Content starts
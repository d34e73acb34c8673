use crate::CertificateStatus;

use std::str::FromStr;

#[test]
fn test_certificate_status_from_str() {
    assert_eq!(
        CertificateStatus::from_str("pending").unwrap(),
        CertificateStatus::Pending
    );
    assert_eq!(
        CertificateStatus::from_str("active").unwrap(),
        CertificateStatus::Active
    );
    assert_eq!(
        CertificateStatus::from_str("expired").unwrap(),
        CertificateStatus::Expired
    );
    assert_eq!(
        CertificateStatus::from_str("revoked").unwrap(),
        CertificateStatus::Revoked
    );
}

#[test]
fn test_certificate_status_rejects_unknown() {
    let err = CertificateStatus::from_str("issued").unwrap_err();
    assert!(err.to_string().contains("issued"));
}

#[test]
fn test_certificate_status_as_str() {
    assert_eq!(CertificateStatus::Active.as_str(), "active");
    assert_eq!(CertificateStatus::Pending.as_str(), "pending");
}
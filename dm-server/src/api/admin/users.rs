//! User search handler
//!
//! The search action behind the admin table's search-as-you-type form.
//! Input shorter than the minimum is a soft failure: it yields an empty
//! result set, not an error, and the UI shows its instruction text.

use crate::app_state::AppState;
use crate::{AdminUser, ApiResult, UserSearchRequest, UserSearchResponse, UserWithMetricsDto};

use dm_core::{MIN_SEARCH_TEXT_LEN, User, UserWithMetrics};
use dm_db::{CertificateRepository, DbError, DnsRecordRepository, UserRepository};

use std::collections::HashMap;

use axum::{Form, Json, extract::State};
use futures::future::try_join_all;
use sqlx::SqlitePool;

/// POST /api/v1/admin/users/search
pub async fn search_users(
    State(state): State<AppState>,
    AdminUser(admin): AdminUser,
    Form(request): Form<UserSearchRequest>,
) -> ApiResult<Json<UserSearchResponse>> {
    let seq = request.seq.unwrap_or(0);
    let search_text = request.search_text.as_deref().unwrap_or("");

    if search_text.chars().count() < MIN_SEARCH_TEXT_LEN {
        // Soft validation failure: too little input to search on
        return Ok(Json(UserSearchResponse {
            seq,
            users: Vec::new(),
        }));
    }

    log::debug!("User search by {}: {:?}", admin, search_text);

    let users = UserRepository::new(state.pool.clone())
        .find_by_email_match(search_text, &state.search)
        .await?;

    let enriched = attach_metrics(&state.pool, users).await?;

    Ok(Json(UserSearchResponse {
        seq,
        users: enriched.into_iter().map(UserWithMetricsDto::from).collect(),
    }))
}

/// Fan out one concurrent metric pair per user, join all of them, then
/// merge by username key. The merge never relies on completion order,
/// and the output keeps the order the user query returned.
async fn attach_metrics(
    pool: &SqlitePool,
    users: Vec<User>,
) -> Result<Vec<UserWithMetrics>, DbError> {
    let dns_records = DnsRecordRepository::new(pool.clone());
    let certificates = CertificateRepository::new(pool.clone());

    let metrics = try_join_all(users.iter().map(|user| {
        let dns_records = &dns_records;
        let certificates = &certificates;
        async move {
            // The two lookups touch disjoint tables, run them together
            let (dns_record_count, certificate) = tokio::try_join!(
                dns_records.count_by_username(&user.username),
                certificates.find_latest_by_username(&user.username)
            )?;

            Ok::<_, DbError>((user.username.clone(), (dns_record_count, certificate)))
        }
    }))
    .await?;

    let mut by_username: HashMap<_, _> = metrics.into_iter().collect();

    Ok(users
        .into_iter()
        .map(|user| {
            let (dns_record_count, certificate) =
                by_username.remove(&user.username).unwrap_or((0, None));

            UserWithMetrics {
                user,
                dns_record_count,
                certificate,
            }
        })
        .collect())
}
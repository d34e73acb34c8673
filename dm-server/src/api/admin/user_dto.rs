use dm_core::{Certificate, UserWithMetrics};

use serde::Serialize;

/// Row of the admin users table
#[derive(Debug, Serialize)]
pub struct UserWithMetricsDto {
    pub username: String,
    pub email: String,
    pub display_name: String,
    pub role: String,
    pub dns_record_count: i64,
    #[serde(skip_serializing_if = "Option::is_none")]
    pub certificate: Option<CertificateDto>,
    /// Certificate column text ("Not issued" when absent)
    pub certificate_status: String,
}

#[derive(Debug, Serialize)]
pub struct CertificateDto {
    pub id: i64,
    pub domain: String,
    pub status: String,
    pub valid_from: Option<i64>,
    pub valid_to: Option<i64>,
}

impl From<UserWithMetrics> for UserWithMetricsDto {
    fn from(m: UserWithMetrics) -> Self {
        let certificate_status = m.certificate_status_label().to_string();

        Self {
            username: m.user.username,
            email: m.user.email,
            display_name: m.user.display_name,
            role: m.user.role.as_str().to_string(),
            dns_record_count: m.dns_record_count,
            certificate: m.certificate.map(CertificateDto::from),
            certificate_status,
        }
    }
}

impl From<Certificate> for CertificateDto {
    fn from(c: Certificate) -> Self {
        Self {
            id: c.id,
            domain: c.domain,
            status: c.status.as_str().to_string(),
            valid_from: c.valid_from.map(|dt| dt.timestamp()),
            valid_to: c.valid_to.map(|dt| dt.timestamp()),
        }
    }
}
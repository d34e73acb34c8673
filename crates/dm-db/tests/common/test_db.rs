use chrono::Utc;
use sqlx::SqlitePool;
use sqlx::sqlite::{SqliteConnectOptions, SqlitePoolOptions};

/// Creates an in-memory SQLite pool with migrations run
pub async fn create_test_pool() -> SqlitePool {
    let options = SqliteConnectOptions::new()
        .filename(":memory:")
        .create_if_missing(true);

    let pool = SqlitePoolOptions::new()
        .max_connections(1) // In-memory needs single connection
        .connect_with(options)
        .await
        .expect("Failed to create test pool");

    sqlx::query("PRAGMA foreign_keys = ON")
        .execute(&pool)
        .await
        .expect("Failed to enable foreign keys");

    sqlx::migrate!("./migrations")
        .run(&pool)
        .await
        .expect("Failed to run migrations");

    pool
}

/// Inserts a user row directly
pub async fn insert_user(pool: &SqlitePool, username: &str, email: &str) {
    sqlx::query(
        "INSERT INTO users (username, email, display_name, role, created_at) VALUES (?, ?, ?, ?, ?)",
    )
    .bind(username)
    .bind(email)
    .bind(format!("Display {}", username))
    .bind("user")
    .bind(Utc::now().timestamp())
    .execute(pool)
    .await
    .expect("Failed to insert test user");
}

/// Inserts `count` DNS records for a user
pub async fn insert_dns_records(pool: &SqlitePool, username: &str, count: usize) {
    for i in 0..count {
        sqlx::query(
            "INSERT INTO dns_records (username, record_type, name, value, created_at) VALUES (?, ?, ?, ?, ?)",
        )
        .bind(username)
        .bind("A")
        .bind(format!("{}-{}.example.com", username, i))
        .bind("192.0.2.1")
        .bind(Utc::now().timestamp())
        .execute(pool)
        .await
        .expect("Failed to insert test dns record");
    }
}

/// Inserts a certificate row, returns its id
pub async fn insert_certificate(
    pool: &SqlitePool,
    username: &str,
    status: &str,
    created_at: i64,
) -> i64 {
    let result = sqlx::query(
        "INSERT INTO certificates (username, domain, status, valid_from, valid_to, created_at) VALUES (?, ?, ?, NULL, NULL, ?)",
    )
    .bind(username)
    .bind(format!("{}.example.com", username))
    .bind(status)
    .bind(created_at)
    .execute(pool)
    .await
    .expect("Failed to insert test certificate");

    result.last_insert_rowid()
}
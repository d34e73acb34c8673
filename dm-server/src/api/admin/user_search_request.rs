use serde::Deserialize;

/// Form body of the search action. `searchText` keeps the camelCase
/// field name the search form submits.
#[derive(Debug, Deserialize)]
pub struct UserSearchRequest {
    #[serde(rename = "searchText")]
    pub search_text: Option<String>,
    /// Client-issued request counter, echoed back so stale responses
    /// can be discarded (see dm_core::SearchSequence)
    pub seq: Option<u64>,
}
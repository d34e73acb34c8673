use crate::{Certificate, CertificateStatus, User, UserWithMetrics};

use chrono::Utc;

fn metrics_for(certificate: Option<Certificate>) -> UserWithMetrics {
    UserWithMetrics {
        user: User::new(
            "alice".to_string(),
            "alice@x.com".to_string(),
            "Alice".to_string(),
        ),
        dns_record_count: 4,
        certificate,
    }
}

#[test]
fn test_certificate_status_label_with_certificate() {
    let certificate = Certificate {
        id: 1,
        username: "alice".to_string(),
        domain: "alice.example.com".to_string(),
        status: CertificateStatus::Active,
        valid_from: Some(Utc::now()),
        valid_to: None,
        created_at: Utc::now(),
    };

    let metrics = metrics_for(Some(certificate));
    assert_eq!(metrics.certificate_status_label(), "active");
}

#[test]
fn test_certificate_status_label_not_issued() {
    let metrics = metrics_for(None);
    assert_eq!(metrics.certificate_status_label(), "Not issued");
}
use serde::Deserialize;

use std::str::FromStr;

/// How a search string is matched against user emails.
///
/// The match predicate belongs to the data store contract, not to the
/// dashboard, so it is configurable rather than hard-coded.
#[derive(Debug, Clone, Copy, PartialEq, Eq, Deserialize, Default)]
#[serde(rename_all = "snake_case")]
pub enum MatchMode {
    /// Email contains the search text
    #[default]
    Substring,
    /// Email starts with the search text
    Prefix,
    /// Email equals the search text
    Exact,
}

impl FromStr for MatchMode {
    type Err = ();

    fn from_str(s: &str) -> Result<Self, Self::Err> {
        match s.to_lowercase().as_str() {
            "substring" => Ok(Self::Substring),
            "prefix" => Ok(Self::Prefix),
            "exact" => Ok(Self::Exact),
            _ => Err(()),
        }
    }
}

#[derive(Debug, Clone, Copy, Deserialize)]
#[serde(default)]
pub struct SearchConfig {
    pub match_mode: MatchMode,
    pub case_sensitive: bool,
}

impl Default for SearchConfig {
    fn default() -> Self {
        Self {
            match_mode: MatchMode::Substring,
            case_sensitive: false,
        }
    }
}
Content ends
ASSIGNMENT » Lines containing the string "than" in the listing: say how many there are, giving only the number.

RESULT OF THIS TASK » 2